Originally posted by: lostnfound53
Thanks for the info! My primary concern with a SATA DVD-RW drive is that since it is on the same bus as the HDs, will r/w operations on HD affect burning? I am concerned that SATA optical drives would burn more coasters than an IDE one.

It's far better than it was on IDE. With SATA at least, each device has it's own dedicated bandwith.
 
As far as I know all SATA optical drives are actually just IDE's with a built in SATA-to-PATA converter so performance should be more or less identical... case airflow can benefit from the elimination of ribbon cables though.
 
Originally posted by: Captante
As far as I know all SATA optical drives are actually just IDE's with a built in SATA-to-PATA converter so performance should be more or less identical... case airflow can benefit from the elimination of ribbon cables though.

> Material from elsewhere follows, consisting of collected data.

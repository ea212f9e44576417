use std::path::PathBuf;

pub fn get_home_dir() -> Option<PathBuf> {
    home::home_dir().map(|path| path.join(".tor-dns-proxy"))
}

/// `~/.tor-dns-proxy/conf.toml`, when that file exists.
pub fn default_config_file() -> Option<PathBuf> {
    get_home_dir()
        .map(|dir| dir.join("conf.toml"))
        .filter(|path| path.is_file())
}
use std::fmt::{Display, Formatter};
use std::net::{IpAddr, SocketAddr};
use std::str::FromStr;
use std::time::Duration;
use anyhow::{bail, Context as _, Result};
use crate::config::{Config, ListenerConfig, ProxyConfig};
use crate::duration;

pub const DEFAULT_HOST: &str = "127.0.0.1";
pub const DEFAULT_DNS_PORT: u16 = 53;
pub const DEFAULT_SOCKS_PORT: u16 = 9050;
pub const DEFAULT_MAX_PACKET_BUF: usize = 512;

/// Runtime settings, fixed once at startup and shared read-only.
#[derive(Debug, Clone)]
pub struct Context {
    pub(crate) listener: ListenerContext,
    pub(crate) proxy: ProxyContext,
    pub(crate) server: ServerContext,
}

impl Context {
    pub fn from(cfg: Config) -> Result<Self> {
        Ok(Self {
            listener: ListenerContext::from(&cfg.listener),
            proxy: ProxyContext::from(&cfg.proxy)?,
            server: ServerContext {
                answer_ttl: cfg.server.answer_ttl.unwrap_or_default(),
            },
        })
    }
}

#[derive(Debug, Clone, Default)]
pub struct ServerContext {
    pub answer_ttl: u32,
}

#[derive(Debug, Clone)]
pub struct ListenerContext {
    pub port: u16,
    pub host: String,
    pub proto: ListenerProtocol,
    pub max_packet_buf: usize
}

impl ListenerContext {
    pub fn new(proto: ListenerProtocol, host: &str, port: u16, max_packet_buf: usize) -> Self {
        Self {
            host: host.to_string(),
            port,
            proto,
            max_packet_buf
        }
    }

    pub fn to_addr(&self) -> (&str, u16) {
        (self.host.as_str(), self.port)
    }

    fn from(cfg: &ListenerConfig) -> Self {
        Self::new(
            cfg.proto.as_deref().map(ListenerProtocol::from).unwrap_or_default(),
            cfg.host.as_deref().unwrap_or(DEFAULT_HOST),
            cfg.port.unwrap_or(DEFAULT_DNS_PORT),
            cfg.max_packet_buf.unwrap_or(DEFAULT_MAX_PACKET_BUF),
        )
    }
}

impl Display for ListenerContext {
    fn fmt(&self, f: &mut Formatter<'_>) -> std::fmt::Result {
        write!(f, "{}://{}:{}", self.proto, self.host, self.port)
    }
}

#[derive(Default, Debug, PartialEq, Eq, Copy, Clone)]
pub enum ListenerProtocol {
    #[default]
    UDP,
    TCP
}

impl ListenerProtocol {
    pub fn from(proto: &str) -> Self {
        match proto.to_lowercase().as_str() {
            "tcp" => Self::TCP,
            _ => Self::UDP
        }
    }
}

impl Display for ListenerProtocol {
    fn fmt(&self, f: &mut Formatter<'_>) -> std::fmt::Result {
        match self {
            ListenerProtocol::UDP => write!(f, "udp"),
            ListenerProtocol::TCP => write!(f, "tcp")
        }
    }
}

#[derive(Debug, Clone, PartialEq, Eq)]
pub struct ProxyContext {
    pub addr: SocketAddr,
    pub timeout: Option<Duration>,
}

impl ProxyContext {
    fn from(cfg: &ProxyConfig) -> Result<Self> {
        let addr = match &cfg.addr {
            Some(addr) => to_socket_addr(addr, DEFAULT_SOCKS_PORT)?,
            None => {
                let host = cfg.host.as_deref().unwrap_or(DEFAULT_HOST);
                SocketAddr::new(to_ip_addr(host)?, cfg.port.unwrap_or(DEFAULT_SOCKS_PORT))
            }
        };

        let timeout = match &cfg.timeout {
            Some(timeout) => Some(
                duration::parse(timeout).with_context(|| format!("invalid proxy timeout {:?}", timeout))?
            ),
            None => None
        };

        Ok(Self {
            addr,
            timeout
        })
    }
}

impl Display for ProxyContext {
    fn fmt(&self, f: &mut Formatter<'_>) -> std::fmt::Result {
        write!(f, "socks4a://{}", self.addr)
    }
}

// the proxy host must be an IP literal, never a name
fn to_ip_addr(host: &str) -> Result<IpAddr> {
    match IpAddr::from_str(host) {
        Ok(addr) => Ok(addr),
        Err(_e) => bail!("{} is not a valid proxy address", host)
    }
}

fn to_socket_addr(addr: &str, default_port: u16) -> Result<SocketAddr> {
    match SocketAddr::from_str(addr) {
        Ok(addr) => Ok(addr),
        Err(_e) => Ok(SocketAddr::new(to_ip_addr(addr)?, default_port))
    }
}

#[cfg(test)]
mod test {
    use super::*;
    use crate::config::ServerConfig;

    #[test]
    fn defaults() {
        let ctx = Context::from(Config::default()).unwrap();

        assert_eq!(ctx.listener.to_string(), "udp://127.0.0.1:53");
        assert_eq!(ctx.listener.max_packet_buf, 512);
        assert_eq!(ctx.proxy.addr, SocketAddr::from(([127, 0, 0, 1], 9050)));
        assert_eq!(ctx.proxy.timeout, None);
        assert_eq!(ctx.server.answer_ttl, 0);
    }

    #[test]
    fn proxy_address_forms() {
        assert_eq!(
            to_socket_addr("10.0.0.5:9150", DEFAULT_SOCKS_PORT).unwrap(),
            SocketAddr::from(([10, 0, 0, 5], 9150))
        );
        assert_eq!(
            to_socket_addr("10.0.0.5", DEFAULT_SOCKS_PORT).unwrap(),
            SocketAddr::from(([10, 0, 0, 5], 9050))
        );
        assert!(to_socket_addr("localhost:9050", DEFAULT_SOCKS_PORT).is_err());
    }

    #[test]
    fn configured_values() {
        let cfg = Config {
            listener: ListenerConfig {
                proto: Some("TCP".to_string()),
                port: Some(5353),
                ..Default::default()
            },
            proxy: ProxyConfig {
                host: Some("::1".to_string()),
                timeout: Some("2s".to_string()),
                ..Default::default()
            },
            server: ServerConfig {
                answer_ttl: Some(30),
            },
        };

        let ctx = Context::from(cfg).unwrap();

        assert_eq!(ctx.listener.proto, ListenerProtocol::TCP);
        assert_eq!(ctx.listener.to_string(), "tcp://127.0.0.1:5353");
        assert_eq!(ctx.proxy.to_string(), "socks4a://[::1]:9050");
        assert_eq!(ctx.proxy.timeout, Some(Duration::from_secs(2)));
        assert_eq!(ctx.server.answer_ttl, 30);
    }

    #[test]
    fn bad_timeout_is_rejected() {
        let cfg = Config {
            proxy: ProxyConfig {
                timeout: Some("soon".to_string()),
                ..Default::default()
            },
            ..Default::default()
        };

        assert!(Context::from(cfg).is_err());
    }
}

Yup. Exactly correct. Performance should be exactly the same.
 
Originally posted by: manimal
Well max sustained speeds to differ depenendant on spec. ATA 66 is slower than ATA 100 etc. Current SATA spec is a bit-not alot- faster than than the best ATA has to offer
Not true. An optical drive's data throughput can't even begin to come close to the limits of IDE bandwidth. So the PATA drive will perform exactly the same as the SATA one.
but offers a host of other improvements such as jumperless config and my personal fave !!!!No more bulky ata cables in my case. I went with a cheap SATA DVDRom and all my HDs on my main system are sata and I have to say case airflow is better, mobo is less cluttered, and I didnt have to set any jumpers. Alot of MOBO mgfs are now going with 1 ata connection as well.
These are the only advantages of SATA optical drives.
Based on your post tho throughput on a sata 7200.10 drive over my old ata drives is noticeable faster on the same system. Boots take half as long, and CPU usuage while writing files is still about the same in XP and a tad less in vista.
This has nothing to do with them being SATA hard drives. It's because they're just faster drives with faster access times and faster transfer speeds. If they fitted an IDE interface onto that 7200.10 drive it would work just as well... today's hard drives don't reach 100 MB/s throughput, which is the limit of ATA/100 -- and ATA/133 can reach 133 MB/s. The whole SATA thing is to give bandwidth headroom for the future... plus it helps in marketing.
CPU usage while moving big files has always been one of the worst designed aspects of Windows in general. Even after multicore and multithread became the norm rather than the exception windows never really cought up to what your machine could do.
Sorry, I have no idea what you're talking about here.